Read the lines below. Copy out any that hold the string "derive".

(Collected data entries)
- - -

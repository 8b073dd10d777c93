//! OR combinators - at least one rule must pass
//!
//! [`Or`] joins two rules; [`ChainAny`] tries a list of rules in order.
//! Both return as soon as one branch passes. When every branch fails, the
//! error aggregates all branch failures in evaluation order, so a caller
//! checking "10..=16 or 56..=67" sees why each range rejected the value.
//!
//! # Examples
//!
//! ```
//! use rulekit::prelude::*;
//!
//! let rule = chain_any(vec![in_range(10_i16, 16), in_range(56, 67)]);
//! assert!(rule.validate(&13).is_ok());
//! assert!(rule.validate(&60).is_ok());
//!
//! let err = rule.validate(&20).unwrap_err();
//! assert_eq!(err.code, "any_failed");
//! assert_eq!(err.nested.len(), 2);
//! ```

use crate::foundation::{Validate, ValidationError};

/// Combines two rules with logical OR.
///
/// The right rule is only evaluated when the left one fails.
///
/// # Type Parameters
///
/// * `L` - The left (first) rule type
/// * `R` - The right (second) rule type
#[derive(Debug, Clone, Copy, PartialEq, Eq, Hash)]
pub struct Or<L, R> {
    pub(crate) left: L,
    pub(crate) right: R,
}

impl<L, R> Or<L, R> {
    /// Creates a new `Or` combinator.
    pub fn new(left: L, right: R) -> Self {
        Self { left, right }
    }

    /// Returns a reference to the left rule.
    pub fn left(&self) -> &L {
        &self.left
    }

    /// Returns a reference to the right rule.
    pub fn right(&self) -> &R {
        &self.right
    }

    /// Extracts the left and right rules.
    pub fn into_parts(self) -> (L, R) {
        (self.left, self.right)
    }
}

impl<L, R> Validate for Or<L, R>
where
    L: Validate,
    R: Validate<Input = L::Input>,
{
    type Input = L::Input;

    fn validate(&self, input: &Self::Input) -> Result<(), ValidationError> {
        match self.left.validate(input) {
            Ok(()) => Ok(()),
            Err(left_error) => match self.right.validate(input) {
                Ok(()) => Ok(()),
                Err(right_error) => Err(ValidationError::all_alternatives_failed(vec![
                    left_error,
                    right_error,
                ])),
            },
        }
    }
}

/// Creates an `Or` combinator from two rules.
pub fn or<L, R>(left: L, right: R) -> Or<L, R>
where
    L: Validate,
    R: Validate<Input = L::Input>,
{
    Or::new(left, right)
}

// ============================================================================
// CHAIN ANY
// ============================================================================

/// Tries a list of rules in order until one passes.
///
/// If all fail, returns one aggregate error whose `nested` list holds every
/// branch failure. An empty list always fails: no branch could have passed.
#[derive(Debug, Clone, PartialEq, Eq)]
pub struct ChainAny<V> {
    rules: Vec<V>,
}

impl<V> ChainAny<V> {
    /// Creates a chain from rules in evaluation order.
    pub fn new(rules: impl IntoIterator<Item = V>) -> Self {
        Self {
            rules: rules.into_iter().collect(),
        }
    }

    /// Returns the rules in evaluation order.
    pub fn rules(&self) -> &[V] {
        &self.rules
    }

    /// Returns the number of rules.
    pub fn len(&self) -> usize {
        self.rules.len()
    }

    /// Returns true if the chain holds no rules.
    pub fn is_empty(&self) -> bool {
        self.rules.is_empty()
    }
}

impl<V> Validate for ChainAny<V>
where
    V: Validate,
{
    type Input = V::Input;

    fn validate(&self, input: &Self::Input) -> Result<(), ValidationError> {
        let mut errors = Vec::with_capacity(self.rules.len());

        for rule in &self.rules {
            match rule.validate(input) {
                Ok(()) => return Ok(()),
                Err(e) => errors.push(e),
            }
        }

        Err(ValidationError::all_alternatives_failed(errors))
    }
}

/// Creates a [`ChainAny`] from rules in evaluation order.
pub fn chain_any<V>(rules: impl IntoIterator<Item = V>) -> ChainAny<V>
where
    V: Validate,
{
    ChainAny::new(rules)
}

- - -

> _RESPONSE AREA_:
#[derive(Debug, Clone, Copy, PartialEq, Eq, Hash)]
#[derive(Debug, Clone, PartialEq, Eq)]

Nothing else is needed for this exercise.